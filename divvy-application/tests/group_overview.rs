use std::str::FromStr;

use divvy_application::{ApplicationError, GreedyOptimizer, GroupLedger, SettlementService};
use divvy_domain::{
    BalanceLine, Currency, MemberId, SettlementContext, SplitMethod, TransferLine,
    ValidationError,
    services::{Finding, IngestPolicy},
};
use rstest::{fixture, rstest};
use rust_decimal::Decimal;

static OPTIMIZER: GreedyOptimizer = GreedyOptimizer;

#[fixture]
fn ledger() -> GroupLedger {
    serde_json::from_str(
        r#"{
            "group_id": "trip",
            "members": ["ana", "ben", "cy", "dee"],
            "expenses": [
                { "id": "dinner", "payer": "ana", "amount": "100.00", "currency": "USD", "group_id": "trip" },
                { "id": "taxi", "payer": "ben", "amount": "30.00", "currency": "USD" }
            ],
            "splits": [
                {
                    "id": "s-dinner",
                    "initiator": "ana",
                    "currency": "USD",
                    "expense_id": "dinner",
                    "group_id": "trip",
                    "participants": [
                        { "member": "ben", "amount_owed": "25.00" },
                        { "member": "cy", "amount_owed": "25.00" },
                        { "member": "dee", "amount_owed": "25.00", "settled": true }
                    ]
                },
                {
                    "id": "s-taxi",
                    "initiator": "ben",
                    "currency": "USD",
                    "expense_id": "taxi",
                    "participants": [
                        { "member": "ana", "amount_owed": "10.00" },
                        { "member": "cy", "amount_owed": "10.00" }
                    ]
                },
                {
                    "id": "s-other-group",
                    "initiator": "cy",
                    "currency": "USD",
                    "group_id": "flat",
                    "participants": [{ "member": "ana", "amount_owed": "500.00" }]
                }
            ]
        }"#,
    )
    .expect("valid ledger document")
}

fn dec(value: &str) -> Decimal {
    Decimal::from_str(value).expect("valid decimal")
}

fn balance(member: &str, amount: &str) -> BalanceLine {
    BalanceLine {
        member: MemberId::from(member),
        currency: Currency::from("USD"),
        amount: dec(amount),
    }
}

fn transfer(from: &str, to: &str, amount: &str) -> TransferLine {
    TransferLine {
        from: MemberId::from(from),
        to: MemberId::from(to),
        currency: Currency::from("USD"),
        amount: dec(amount),
    }
}

#[rstest]
fn overview_settles_the_group(ledger: GroupLedger) {
    let context = SettlementContext::default();
    let service = SettlementService::new(&OPTIMIZER, &context);

    let overview = service.group_overview(&ledger).expect("valid ledger");

    assert_eq!(
        overview.balance_lines,
        vec![
            balance("ana", "65.00"),
            balance("ben", "-5.00"),
            balance("cy", "-35.00"),
            balance("dee", "-25.00"),
        ]
    );
    assert_eq!(
        overview.transfer_lines,
        vec![
            transfer("cy", "ana", "35.00"),
            transfer("dee", "ana", "25.00"),
            transfer("ben", "ana", "5.00"),
        ]
    );
    assert_eq!(overview.paid.len(), 2);
    assert!(overview.findings.is_empty());
    assert!(overview.rejected.is_empty());
}

#[rstest]
fn outstanding_scope_leaves_settled_participants_out(ledger: GroupLedger) {
    let context = SettlementContext::default()
        .with_balance_scope(divvy_domain::services::BalanceScope::Outstanding);
    let service = SettlementService::new(&OPTIMIZER, &context);

    let overview = service.group_overview(&ledger).expect("valid ledger");

    assert!(
        overview
            .balance_lines
            .iter()
            .all(|line| line.member != MemberId::from("dee"))
    );
    assert_eq!(overview.transfers.len(), 2);
}

#[rstest]
fn malformed_split_aborts_or_is_reported(mut ledger: GroupLedger) {
    ledger.splits[1].participants[0].amount_owed = dec("-10.00");

    let context = SettlementContext::default();
    let service = SettlementService::new(&OPTIMIZER, &context);
    assert!(matches!(
        service.group_overview(&ledger),
        Err(ApplicationError::Validation(ValidationError::NegativeAmount { .. }))
    ));

    let context = SettlementContext::default().with_ingest_policy(IngestPolicy::SkipInvalid);
    let service = SettlementService::new(&OPTIMIZER, &context);
    let overview = service.group_overview(&ledger).expect("skip policy");
    assert_eq!(overview.rejected.len(), 1);
    assert_eq!(overview.transfers.len(), 3);
}

#[rstest]
fn oversized_split_is_flagged(mut ledger: GroupLedger) {
    ledger.splits[1].participants[1].amount_owed = dec("25.00");

    let context = SettlementContext::default();
    let service = SettlementService::new(&OPTIMIZER, &context);
    let overview = service.group_overview(&ledger).expect("valid ledger");

    assert!(matches!(
        overview.findings.as_slice(),
        [Finding::ExceedsExpense { excess, .. }] if *excess == dec("5.00")
    ));
}

#[rstest]
fn created_split_feeds_back_into_the_ledger(mut ledger: GroupLedger) {
    let context = SettlementContext::default();
    let service = SettlementService::new(&OPTIMIZER, &context);

    let taxi = ledger.expenses[1].clone();
    let split = service
        .create_split(
            &taxi,
            &MemberId::from("ben"),
            &SplitMethod::Percentage(vec![
                (MemberId::from("ana"), dec("50")),
                (MemberId::from("dee"), dec("50")),
            ]),
        )
        .expect("valid allocation");
    assert_eq!(split.participants[0].amount_owed, dec("15.00"));

    ledger.splits.truncate(1);
    ledger.splits.push(split);
    let overview = service.group_overview(&ledger).expect("valid ledger");

    assert_eq!(
        overview.balance_lines,
        vec![
            balance("ana", "60.00"),
            balance("ben", "5.00"),
            balance("cy", "-25.00"),
            balance("dee", "-40.00"),
        ]
    );
}

#[rstest]
fn debt_overview_and_settling_are_per_viewer(ledger: GroupLedger) {
    let context = SettlementContext::default();
    let service = SettlementService::new(&OPTIMIZER, &context);

    let overview = service
        .debt_overview(&MemberId::from("cy"), &ledger.splits[..2])
        .expect("valid splits");
    let amounts: Vec<(String, i64)> = overview
        .balances
        .iter()
        .map(|line| (line.counterparty.to_string(), line.amount.minor_units()))
        .collect();
    assert_eq!(
        amounts,
        vec![("ana".to_string(), -2500), ("ben".to_string(), -1000)]
    );

    let settled = service
        .mark_settled(&ledger.splits[0], &MemberId::from("cy"), true)
        .expect("cy is a participant");
    assert!(settled.participants[1].settled);
}

#[rstest]
fn host_held_decimal_balances_are_settled() {
    let context = SettlementContext::default();
    let service = SettlementService::new(&OPTIMIZER, &context);

    let transfers = service
        .settle_balances(
            &Currency::from("USD"),
            &[
                (MemberId::from("ana"), dec("20.005")),
                (MemberId::from("ben"), dec("-10.00")),
                (MemberId::from("cy"), dec("-10.00")),
            ],
        )
        .expect("slack below one cent");

    let lines: Vec<TransferLine> = transfers
        .iter()
        .map(|transfer| transfer.to_line(&context))
        .collect();
    assert_eq!(
        lines,
        vec![transfer("ben", "ana", "10.00"), transfer("cy", "ana", "10.00")]
    );
}
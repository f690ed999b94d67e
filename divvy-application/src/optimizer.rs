use divvy_domain::{
    Currency, DebtSimplifier, MemberBalances, SettlementContext, Transfer, UnbalancedLedgerError,
};

use crate::ports::SettlementOptimizer;

/// Largest-first greedy matching.
#[derive(Default)]
pub struct GreedyOptimizer;

impl SettlementOptimizer for GreedyOptimizer {
    fn optimize(
        &self,
        currency: &Currency,
        balances: &MemberBalances,
        context: &SettlementContext,
    ) -> Result<Vec<Transfer>, UnbalancedLedgerError> {
        DebtSimplifier.simplify(currency, balances, context)
    }
}
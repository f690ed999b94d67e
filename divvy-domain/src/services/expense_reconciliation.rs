use std::collections::BTreeMap;

use fxhash::FxHashMap;
use rust_decimal::Decimal;

use crate::{
    error::{ExpenseProblem, ValidationError},
    model::{Currency, Expense, ExpenseId, MemberId, Money, Split, SplitRef},
    services::{IngestPolicy, SettlementContext},
};

/// How much one member paid for the group in one currency.
#[derive(Clone, Debug, PartialEq, Eq)]
pub struct PaidTotal {
    pub payer: MemberId,
    pub currency: Currency,
    pub amount: Money,
}

#[derive(Clone, Debug, Default, PartialEq, Eq)]
pub struct PaidTotals {
    /// Ordered by `(currency, payer)`.
    pub totals: Vec<PaidTotal>,
    pub rejected: Vec<ValidationError>,
}

/// Data-quality issue between a split and the expense it points at.
#[derive(Clone, Debug, PartialEq, Eq)]
pub enum Finding {
    /// The participants owe more than the whole expense.
    ExceedsExpense {
        split: SplitRef,
        expense: ExpenseId,
        currency: Currency,
        expense_amount: Decimal,
        split_total: Decimal,
        excess: Decimal,
    },
    CurrencyMismatch {
        split: SplitRef,
        expense: ExpenseId,
        expense_currency: Currency,
        split_currency: Currency,
    },
    MissingExpense { split: SplitRef, expense: ExpenseId },
    /// The participant amounts cannot be added up.
    UnrepresentableTotal {
        split: SplitRef,
        expense: ExpenseId,
        currency: Currency,
    },
}

/// Cross-checks expenses against the splits derived from them. Neither
/// operation changes any balance.
pub struct ExpenseReconciler;

impl ExpenseReconciler {
    pub fn paid_totals(
        &self,
        expenses: &[Expense],
        context: &SettlementContext,
    ) -> Result<PaidTotals, ValidationError> {
        let mut totals: BTreeMap<(Currency, MemberId), i128> = BTreeMap::new();
        let mut rejected = Vec::new();

        for expense in expenses {
            match validate_expense(expense, context) {
                Ok(amount) => {
                    *totals
                        .entry((expense.currency.clone(), expense.payer.clone()))
                        .or_insert(0) += i128::from(amount.minor_units());
                }
                Err(err) => {
                    tracing::warn!(
                        expense = %expense.id,
                        policy = ?context.ingest_policy,
                        error = %err,
                        "Rejected malformed expense"
                    );
                    match context.ingest_policy {
                        IngestPolicy::Abort => return Err(err),
                        IngestPolicy::SkipInvalid => rejected.push(err),
                    }
                }
            }
        }

        let totals = totals
            .into_iter()
            .map(|((currency, payer), total)| match Money::try_from_wide(total) {
                Some(amount) => Ok(PaidTotal {
                    payer,
                    currency,
                    amount,
                }),
                None => Err(ValidationError::BalanceOverflow {
                    member: payer,
                    currency,
                }),
            })
            .collect::<Result<Vec<_>, ValidationError>>()?;

        Ok(PaidTotals { totals, rejected })
    }

    /// Reports splits whose linked expense is absent, in another currency, or
    /// smaller than what the participants owe. A split total below the
    /// expense amount is normal: the initiator's own share is implicit.
    pub fn reconcile(
        &self,
        expenses: &[Expense],
        splits: &[Split],
        context: &SettlementContext,
    ) -> Vec<Finding> {
        let by_id: FxHashMap<&ExpenseId, &Expense> =
            expenses.iter().map(|expense| (&expense.id, expense)).collect();

        let mut findings = Vec::new();
        for (position, split) in splits.iter().enumerate() {
            let Some(expense_id) = &split.expense_id else {
                continue;
            };
            let split_ref = SplitRef::from_split(split, Some(position));

            let Some(expense) = by_id.get(expense_id) else {
                findings.push(Finding::MissingExpense {
                    split: split_ref,
                    expense: expense_id.clone(),
                });
                continue;
            };

            if expense.currency != split.currency {
                findings.push(Finding::CurrencyMismatch {
                    split: split_ref,
                    expense: expense_id.clone(),
                    expense_currency: expense.currency.clone(),
                    split_currency: split.currency.clone(),
                });
                continue;
            }

            let Some(split_total) = participant_total(split) else {
                findings.push(Finding::UnrepresentableTotal {
                    split: split_ref,
                    expense: expense_id.clone(),
                    currency: split.currency.clone(),
                });
                continue;
            };
            let limit = expense
                .amount
                .saturating_add(context.minor_unit(&split.currency));
            if split_total > limit {
                findings.push(Finding::ExceedsExpense {
                    split: split_ref,
                    expense: expense_id.clone(),
                    currency: split.currency.clone(),
                    expense_amount: expense.amount,
                    split_total,
                    excess: split_total.saturating_sub(expense.amount),
                });
            }
        }

        for finding in &findings {
            tracing::warn!(finding = ?finding, "Split does not reconcile with its expense");
        }

        findings
    }
}

/// What the listed participants owe, or `None` when the sum overflows.
fn participant_total(split: &Split) -> Option<Decimal> {
    split
        .participants
        .iter()
        .filter(|participant| participant.member != split.initiator)
        .try_fold(Decimal::ZERO, |total, participant| {
            total.checked_add(participant.amount_owed)
        })
}

fn validate_expense(
    expense: &Expense,
    context: &SettlementContext,
) -> Result<Money, ValidationError> {
    let invalid = |problem: ExpenseProblem| ValidationError::InvalidExpense {
        expense: expense.id.clone(),
        problem,
    };

    if expense.payer.is_blank() {
        return Err(invalid(ExpenseProblem::MissingPayer));
    }
    if expense.currency.is_blank() {
        return Err(invalid(ExpenseProblem::MissingCurrency));
    }
    if expense.amount <= Decimal::ZERO {
        return Err(invalid(ExpenseProblem::NonPositiveAmount(expense.amount)));
    }
    context
        .to_minor_units(expense.amount, &expense.currency)
        .map_err(|_| invalid(ExpenseProblem::UnrepresentableAmount(expense.amount)))
}

#[cfg(test)]
mod tests {
    use super::*;
    use crate::model::SplitParticipant;
    use rstest::{fixture, rstest};

    #[fixture]
    fn reconciler() -> ExpenseReconciler {
        ExpenseReconciler
    }

    fn expense(id: &str, payer: &str, cents: i64, currency: &str) -> Expense {
        Expense {
            id: ExpenseId::from(id),
            payer: MemberId::from(payer),
            amount: Decimal::new(cents, 2),
            currency: Currency::from(currency),
            group_id: None,
        }
    }

    fn owes(member: &str, cents: i64) -> SplitParticipant {
        SplitParticipant::new(member, Decimal::new(cents, 2))
    }

    #[rstest]
    fn sums_paid_amounts_per_payer_and_currency(reconciler: ExpenseReconciler) {
        let expenses = [
            expense("e1", "A", 1000, "USD"),
            expense("e2", "A", 250, "USD"),
            expense("e3", "B", 400, "EUR"),
        ];

        let paid = reconciler
            .paid_totals(&expenses, &SettlementContext::default())
            .expect("valid expenses");

        assert_eq!(
            paid.totals,
            vec![
                PaidTotal {
                    payer: MemberId::from("B"),
                    currency: Currency::from("EUR"),
                    amount: Money::from_minor(400),
                },
                PaidTotal {
                    payer: MemberId::from("A"),
                    currency: Currency::from("USD"),
                    amount: Money::from_minor(1250),
                },
            ]
        );
    }

    #[rstest]
    #[case::missing_payer(expense("e1", "", 100, "USD"), ExpenseProblem::MissingPayer)]
    #[case::missing_currency(expense("e1", "A", 100, ""), ExpenseProblem::MissingCurrency)]
    #[case::zero_amount(expense("e1", "A", 0, "USD"), ExpenseProblem::NonPositiveAmount(Decimal::ZERO))]
    fn rejects_malformed_expense(
        reconciler: ExpenseReconciler,
        #[case] expense: Expense,
        #[case] problem: ExpenseProblem,
    ) {
        let result = reconciler.paid_totals(&[expense], &SettlementContext::default());

        assert_eq!(
            result,
            Err(ValidationError::InvalidExpense {
                expense: ExpenseId::from("e1"),
                problem,
            })
        );
    }

    #[rstest]
    fn skips_malformed_expense_when_configured(reconciler: ExpenseReconciler) {
        let context = SettlementContext::default().with_ingest_policy(IngestPolicy::SkipInvalid);
        let expenses = [expense("e1", "A", -5, "USD"), expense("e2", "A", 500, "USD")];

        let paid = reconciler
            .paid_totals(&expenses, &context)
            .expect("skip policy never fails");

        assert_eq!(paid.totals.len(), 1);
        assert_eq!(paid.totals[0].amount, Money::from_minor(500));
        assert_eq!(paid.rejected.len(), 1);
    }

    #[rstest]
    fn consistent_splits_produce_no_findings(reconciler: ExpenseReconciler) {
        let expenses = [expense("e1", "I", 10000, "USD")];
        let splits = [
            Split::new("I", "USD", vec![owes("A", 2500), owes("B", 2500), owes("C", 2500)])
                .with_expense("e1"),
            Split::new("I", "USD", vec![owes("A", 100)]),
        ];

        let findings = reconciler.reconcile(&expenses, &splits, &SettlementContext::default());

        assert!(findings.is_empty());
    }

    #[rstest]
    fn reports_inconsistent_splits(reconciler: ExpenseReconciler) {
        let expenses = [
            expense("e1", "I", 3000, "USD"),
            expense("e2", "I", 3000, "EUR"),
        ];
        let splits = [
            Split::new("I", "USD", vec![owes("A", 2000), owes("B", 1500)])
                .with_id("s1")
                .with_expense("e1"),
            Split::new("I", "USD", vec![owes("A", 1000)])
                .with_id("s2")
                .with_expense("e2"),
            Split::new("I", "USD", vec![owes("A", 1000)]).with_expense("gone"),
        ];

        let findings = reconciler.reconcile(&expenses, &splits, &SettlementContext::default());

        assert_eq!(
            findings,
            vec![
                Finding::ExceedsExpense {
                    split: SplitRef::Id("s1".into()),
                    expense: ExpenseId::from("e1"),
                    currency: Currency::from("USD"),
                    expense_amount: Decimal::new(3000, 2),
                    split_total: Decimal::new(3500, 2),
                    excess: Decimal::new(500, 2),
                },
                Finding::CurrencyMismatch {
                    split: SplitRef::Id("s2".into()),
                    expense: ExpenseId::from("e2"),
                    expense_currency: Currency::from("EUR"),
                    split_currency: Currency::from("USD"),
                },
                Finding::MissingExpense {
                    split: SplitRef::Position(2),
                    expense: ExpenseId::from("gone"),
                },
            ]
        );
    }

    #[rstest]
    fn paid_total_overflow_is_rejected(reconciler: ExpenseReconciler) {
        let expenses = [
            expense("e1", "A", 5_000_000_000_000_000_000, "USD"),
            expense("e2", "A", 5_000_000_000_000_000_000, "USD"),
        ];

        let result = reconciler.paid_totals(&expenses, &SettlementContext::default());

        assert_eq!(
            result,
            Err(ValidationError::BalanceOverflow {
                member: MemberId::from("A"),
                currency: Currency::from("USD"),
            })
        );
    }

    #[rstest]
    fn split_total_beyond_decimal_range_is_reported(reconciler: ExpenseReconciler) {
        let expenses = [expense("e1", "I", 3000, "USD")];
        let splits = [Split::new(
            "I",
            "USD",
            vec![
                SplitParticipant::new("A", Decimal::MAX),
                SplitParticipant::new("B", Decimal::MAX),
            ],
        )
        .with_expense("e1")];

        let findings = reconciler.reconcile(&expenses, &splits, &SettlementContext::default());

        assert_eq!(
            findings,
            vec![Finding::UnrepresentableTotal {
                split: SplitRef::Position(0),
                expense: ExpenseId::from("e1"),
                currency: Currency::from("USD"),
            }]
        );
    }
}
//! Row-level cleaning and column type harmonization.
//!
//! Every function takes ownership of its input frame and returns a new one;
//! callers never observe partial mutation.

use crate::error::Result;
use crate::schema::{FLOAT_COLUMNS, INTEGER_COLUMNS, STRING_COLUMNS};
use polars::prelude::*;

/// Drop rows where every cell is null. Rows with at least one non-null cell
/// always survive.
pub fn remove_empty_rows(df: DataFrame) -> Result<DataFrame> {
    if df.width() == 0 {
        return Ok(df);
    }

    let mut mask = df.get_columns()[0].is_not_null();
    for series in &df.get_columns()[1..] {
        mask = &mask | &series.is_not_null();
    }

    Ok(df.filter(&mask)?)
}

/// Drop exact duplicate rows across all columns, keeping the first occurrence.
pub fn remove_duplicates(df: DataFrame) -> Result<DataFrame> {
    Ok(df
        .lazy()
        .unique_stable(None, UniqueKeepStrategy::First)
        .collect()?)
}

/// Drop a denylist of columns, silently ignoring names that are not present.
pub fn remove_unwanted_columns(df: DataFrame, columns_to_remove: &[&str]) -> Result<DataFrame> {
    let keep: Vec<String> = df
        .get_column_names()
        .iter()
        .filter(|name| !columns_to_remove.contains(name))
        .map(|name| name.to_string())
        .collect();

    Ok(df.select(keep)?)
}

/// Coerce the fixed role lists to consistent dtypes.
///
/// String columns become lowercase stripped text. Integer columns are parsed
/// numerically with invalid values nulled and nulls filled with 0, stored as
/// Int64. Float columns are parsed numerically with invalid values nulled and
/// left null. Idempotent; must run before any numeric filtering.
pub fn harmonize_column_types(df: DataFrame) -> Result<DataFrame> {
    let present: Vec<String> = df
        .get_column_names()
        .iter()
        .map(|n| n.to_string())
        .collect();
    let has = |name: &str| present.iter().any(|p| p.as_str() == name);
    let mut exprs: Vec<Expr> = Vec::new();

    for &name in STRING_COLUMNS.iter() {
        if !has(name) {
            continue;
        }
        exprs.push(
            col(name)
                .cast(DataType::String)
                .str()
                .to_lowercase()
                .str()
                .strip_chars(lit(NULL)),
        );
    }

    for &name in INTEGER_COLUMNS.iter() {
        if !has(name) {
            continue;
        }
        exprs.push(
            col(name)
                .cast(DataType::Float64)
                .fill_null(lit(0.0))
                .cast(DataType::Int64),
        );
    }

    for &name in FLOAT_COLUMNS.iter() {
        if !has(name) {
            continue;
        }
        exprs.push(col(name).cast(DataType::Float64));
    }

    Ok(df.lazy().with_columns(exprs).collect()?)
}

#[cfg(test)]
mod tests {
    use super::*;
    use crate::schema::{COUNTRY, FORECAST_USD, MONTH_NUMBER, YEAR};

    fn mixed_frame() -> DataFrame {
        df![
            YEAR => [Some("2025"), Some("bad"), None],
            MONTH_NUMBER => [Some(1i64), Some(2), None],
            COUNTRY => [Some("  CO "), Some("GT"), None],
            FORECAST_USD => [Some("100.5"), Some("x"), None],
        ]
        .unwrap()
    }

    #[test]
    fn empty_row_removal_keeps_partial_rows() {
        let df = df![
            "a" => [Some(1i64), None, None],
            "b" => [None::<&str>, Some("x"), None],
        ]
        .unwrap();
        let cleaned = remove_empty_rows(df).unwrap();
        assert_eq!(cleaned.height(), 2);
    }

    #[test]
    fn duplicate_rows_collapse_to_first() {
        let df = df![
            "a" => [1i64, 1, 2],
            "b" => ["x", "x", "y"],
        ]
        .unwrap();
        let cleaned = remove_duplicates(df).unwrap();
        assert_eq!(cleaned.height(), 2);
    }

    #[test]
    fn denylist_ignores_missing_columns() {
        let df = df!["a" => [1i64], "nan" => ["junk"]].unwrap();
        let cleaned = remove_unwanted_columns(df, &["nan", "unnamed:_1"]).unwrap();
        assert_eq!(cleaned.get_column_names(), vec!["a"]);
    }

    #[test]
    fn harmonization_coerces_each_role() {
        let out = harmonize_column_types(mixed_frame()).unwrap();

        let year = out.column(YEAR).unwrap();
        assert_eq!(year.dtype(), &DataType::Int64);
        assert_eq!(year.i64().unwrap().get(0), Some(2025));
        // invalid parse and null both land on 0
        assert_eq!(year.i64().unwrap().get(1), Some(0));
        assert_eq!(year.i64().unwrap().get(2), Some(0));

        let country = out.column(COUNTRY).unwrap().str().unwrap().clone();
        assert_eq!(country.get(0), Some("co"));
        assert_eq!(country.get(1), Some("gt"));

        let usd = out.column(FORECAST_USD).unwrap().f64().unwrap().clone();
        assert_eq!(usd.get(0), Some(100.5));
        assert_eq!(usd.get(1), None);
        assert_eq!(usd.get(2), None);
    }

    #[test]
    fn harmonization_is_idempotent() {
        let once = harmonize_column_types(mixed_frame()).unwrap();
        let twice = harmonize_column_types(once.clone()).unwrap();
        assert!(once.equals_missing(&twice));
    }
}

*-*-*

● **ACTIVITY**:
Set down, word for word, only the lines running from the line with "assert_eq!(year.dtype(), &DataType::Int64);" to the last line of the listing above. Both of those lines belong in your answer.

● **WRITTEN SOLUTION**:
        assert_eq!(year.dtype(), &DataType::Int64);
        assert_eq!(year.i64().unwrap().get(0), Some(2025));
        // invalid parse and null both land on 0
        assert_eq!(year.i64().unwrap().get(1), Some(0));
        assert_eq!(year.i64().unwrap().get(2), Some(0));

        let country = out.column(COUNTRY).unwrap().str().unwrap().clone();
        assert_eq!(country.get(0), Some("co"));
        assert_eq!(country.get(1), Some("gt"));

        let usd = out.column(FORECAST_USD).unwrap().f64().unwrap().clone();
        assert_eq!(usd.get(0), Some(100.5));
        assert_eq!(usd.get(1), None);
        assert_eq!(usd.get(2), None);
    }

    #[test]
    fn harmonization_is_idempotent() {
        let once = harmonize_column_types(mixed_frame()).unwrap();
        let twice = harmonize_column_types(once.clone()).unwrap();
        assert!(once.equals_missing(&twice));
    }
}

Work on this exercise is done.